WetChemX: A Multi-Site Rainwater Chemistry Analysis Tool
Saurabh Dhakad1 and Umesh Chandra Kulshrestha1
1 School of Environmental Sciences, Jawaharlal Nehru University, New Delhi, India
Rainwater chemistry helps to understand atmospheric deposition, acid precipitation and long-range transport of the pollutants. Therefore, systematic analysis of rainwater chemistry is essential to understand the sources, transformation and environmental impacts of the pollutants through deposition. Despite its importance, there is a gap that there is no analytical platform to study large and multi-site rainwater chemistry data. The presence of this type of platform will increase the efficiency and reproducibility of precipitation chemistry studies. We present WetChemX, a R web application that addresses this gap. The framework is designed to process multi-site and multiparameter rain chemistry data (excel or CSV format). Along with unit conversion, it incorporates a quality assurance and quality control (QA/QC) procedure based on internationally established guidelines. There are 11 modules in the WetChemX which include descriptive statistical analysis with calculation of volume-weighted mean concentrations and wet deposition fluxes; validation of ionic balance together with consistency checks for pH and electrical conductivity; assessment of neutralization factors, fractional acidity, ammonium acidity index, and differentiation of sea-salt and non-sea-salt contributions; estimation of nitrogen deposition (different species); and sulphur-nitrogen balance. Additionally, acid-neutralization ratios and a newly developed "Patel plot" designed to visualise neutralization ratios in rain chemistry datasets.
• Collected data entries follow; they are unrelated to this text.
//! Text measurement for the builtin Helvetica family.
//!
//! Documents are set in the PDF base-14 Helvetica faces, so no font file is
//! embedded. Advances come from the standard Helvetica AFM widths (1/1000 em)
//! for printable ASCII; other WinAnsi glyphs use an average advance. Glyphs
//! outside WinAnsi (emoji, variation selectors, joiners) are not drawn and so
//! measure zero.

/// Helvetica advances for U+0020..=U+007E.
const HELVETICA: [u16; 95] = [
    278, 278, 355, 556, 556, 889, 667, 191, 333, 333, 389, 584, 278, 333, 278, 278, // ' '../
    556, 556, 556, 556, 556, 556, 556, 556, 556, 556, 278, 278, 584, 584, 584, 556, // 0..?
    1015, 667, 667, 722, 722, 667, 611, 778, 722, 278, 500, 667, 556, 833, 722, 778, // @..O
    667, 778, 722, 667, 611, 722, 667, 944, 667, 667, 611, 278, 278, 278, 469, 556, // P.._
    333, 556, 556, 500, 556, 556, 278, 556, 556, 222, 222, 500, 222, 833, 556, 556, // `..o
    556, 556, 333, 500, 278, 556, 500, 722, 500, 500, 500, 334, 260, 334, 584, // p..~
];

/// Helvetica-Bold advances for U+0020..=U+007E.
const HELVETICA_BOLD: [u16; 95] = [
    278, 333, 474, 556, 556, 889, 722, 238, 333, 333, 389, 584, 278, 333, 278, 278,
    556, 556, 556, 556, 556, 556, 556, 556, 556, 556, 333, 333, 584, 584, 584, 611,
    975, 722, 722, 722, 722, 667, 611, 778, 722, 278, 556, 722, 611, 833, 722, 778,
    667, 778, 722, 667, 611, 722, 667, 944, 667, 667, 611, 333, 278, 333, 584, 556,
    333, 556, 611, 556, 611, 556, 333, 611, 611, 278, 278, 556, 278, 889, 611, 611,
    611, 611, 389, 556, 333, 611, 556, 778, 556, 556, 500, 389, 280, 389, 584,
];

const AVERAGE_ADVANCE: f32 = 556.0;
const ASCENDER: f32 = 718.0;

/// Map a character to its single-byte WinAnsiEncoding code, if it has one.
pub fn winansi_byte(c: char) -> Option<u8> {
    let byte = match c {
        '\u{20AC}' => 0x80,
        '\u{201A}' => 0x82,
        '\u{201E}' => 0x84,
        '\u{2026}' => 0x85,
        '\u{2018}' => 0x91,
        '\u{2019}' => 0x92,
        '\u{201C}' => 0x93,
        '\u{201D}' => 0x94,
        '\u{2022}' => 0x95,
        '\u{2013}' => 0x96,
        '\u{2014}' => 0x97,
        '\u{2122}' => 0x99,
        '\u{00A0}' => 0x20,
        '\t' => 0x20,
        c if (0x20..0x7F).contains(&(c as u32)) || (0xA1..0x100).contains(&(c as u32)) => {
            c as u8
        }
        _ => return None,
    };
    Some(byte)
}

/// Font metrics source for layout. Stateless; one instance serves any
/// number of documents.
#[derive(Debug, Clone, Copy, Default)]
pub struct FontManager;

impl FontManager {
    pub fn new() -> Self {
        Self
    }

    fn advance(c: char, bold: bool) -> f32 {
        let Some(byte) = winansi_byte(c) else {
            return 0.0;
        };
        let table = if bold { &HELVETICA_BOLD } else { &HELVETICA };
        match byte {
            0x20..=0x7E => table[(byte - 0x20) as usize] as f32,
            0x95 => 350.0,
            0x85 | 0x97 => 1000.0,
            _ => AVERAGE_ADVANCE,
        }
    }

    /// Width in points of `text` set at `font_size`. Italic faces share the
    /// upright advances.
    pub fn measure_text_width(&self, text: &str, font_size: f32, bold: bool) -> f32 {
        let units: f32 = text.chars().map(|c| Self::advance(c, bold)).sum();
        units * font_size / 1000.0
    }

    pub fn line_height_px(&self, font_size: f32, line_height_factor: f32) -> f32 {
        font_size * line_height_factor
    }

    /// Distance from the top of a line to its baseline.
    pub fn ascender_px(&self, font_size: f32) -> f32 {
        font_size * ASCENDER / 1000.0
    }
}

/// Word-wrap text to fit within `max_width` points. Explicit newlines always
/// break. A single word wider than the line is broken between characters.
pub fn wrap_text(
    text: &str,
    font_size: f32,
    bold: bool,
    max_width: f32,
    fonts: &FontManager,
) -> Vec<String> {
    if max_width <= 0.0 || text.is_empty() {
        return vec![text.to_string()];
    }

    let mut lines: Vec<String> = Vec::new();
    for paragraph in text.split('\n') {
        // Keep leading indentation ("   + topping").
        let indent_len = paragraph.len() - paragraph.trim_start().len();
        let indent = &paragraph[..indent_len];
        let words: Vec<&str> = paragraph.split_whitespace().collect();
        if words.is_empty() {
            lines.push(String::new());
            continue;
        }

        let fits = |s: &str| fonts.measure_text_width(s, font_size, bold) <= max_width;
        let mut current_line = String::new();
        for word in &words {
            let candidate = if current_line.is_empty() {
                format!("{indent}{word}")
            } else {
                format!("{current_line} {word}")
            };
            if fits(&candidate) {
                current_line = candidate;
                continue;
            }
            if !current_line.is_empty() {
                lines.push(std::mem::take(&mut current_line));
                let fresh = format!("{indent}{word}");
                if fits(&fresh) {
                    current_line = fresh;
                    continue;
                }
            }

            // Word wider than a line: break between characters, at least one per line.
            let mut piece = indent.to_string();
            let mut piece_chars = 0;
            for c in word.chars() {
                piece.push(c);
                piece_chars += 1;
                if piece_chars > 1 && !fits(&piece) {
                    piece.pop();
                    lines.push(std::mem::replace(&mut piece, format!("{indent}{c}")));
                    piece_chars = 1;
                }
            }
            current_line = piece;
        }
        if !current_line.is_empty() {
            lines.push(current_line);
        }
    }

    if lines.is_empty() {
        lines.push(String::new());
    }
    lines
}

#[cfg(test)]
mod tests {
    use super::*;

    #[test]
    fn afm_text_width() {
        let mgr = FontManager::default();
        let w = mgr.measure_text_width("Hello", 16.0, false);
        // (722 + 556 + 222 + 222 + 556) / 1000 × 16
        assert!((w - 36.448).abs() < 0.01, "{w}");
        assert!(mgr.measure_text_width("Hello", 16.0, true) > w);
    }

    #[test]
    fn emoji_measure_zero() {
        let mgr = FontManager::default();
        let plain = mgr.measure_text_width(" LocalFirst", 12.0, true);
        let with_emoji = mgr.measure_text_width("🍕 LocalFirst", 12.0, true);
        assert!((plain - with_emoji).abs() < 0.001);
        assert_eq!(winansi_byte('\u{FE0F}'), None);
        assert_eq!(winansi_byte('\u{200D}'), None);
    }

    #[test]
    fn winansi_specials() {
        assert_eq!(winansi_byte('•'), Some(0x95));
        assert_eq!(winansi_byte('é'), Some(0xE9));
        assert_eq!(winansi_byte('A'), Some(b'A'));
        assert_eq!(winansi_byte('\u{0085}'), None);
    }

    #[test]
    fn word_wrap_basic() {
        let mgr = FontManager::default();
        let lines = wrap_text("Hello world foo bar", 16.0, false, 60.0, &mgr);
        assert!(lines.len() >= 2, "Expected wrapping, got {:?}", lines);
    }

    #[test]
    fn wrap_keeps_newlines_and_indent() {
        let mgr = FontManager::default();
        let lines = wrap_text("a\n   + extra cheese", 10.0, false, 500.0, &mgr);
        assert_eq!(lines, vec!["a", "   + extra cheese"]);
    }

    #[test]
    fn long_word_breaks_between_characters() {
        let mgr = FontManager::default();
        let url = "localfirst.example/orders/LF-4829/receipt?ref=kitchen";
        let lines = wrap_text(&format!("See {url} now"), 10.0, false, 60.0, &mgr);
        assert!(lines.len() > 3, "{lines:?}");
        for line in &lines {
            assert!(mgr.measure_text_width(line, 10.0, false) <= 60.0, "{line:?}");
        }
        assert_eq!(lines[0], "See");
        assert_eq!(lines.concat().replace(' ', ""), format!("See{url}now"));
    }

    #[test]
    fn long_word_keeps_indent() {
        let mgr = FontManager::default();
        let lines = wrap_text("   + WWWWWWWWWWWWWWWW", 10.0, true, 50.0, &mgr);
        assert!(lines.len() > 1);
        assert!(lines.iter().skip(1).all(|l| l.starts_with("   ")), "{lines:?}");
        for line in &lines {
            assert!(mgr.measure_text_width(line, 10.0, true) <= 50.0, "{line:?}");
        }
    }
}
Multivariate analysis is supported through principal component analysis (PCA) with varimax or promax rotation, while spatial patterns can be explored using Inverse Distance Weighting (IDW) interpolation with optional shapefile boundary integration. By integrating these features into a single platform, WetChemX reduces the technical barriers associated with precipitation chemistry analysis and offers a transparent and reproducible computational framework that can support large-scale monitoring networks.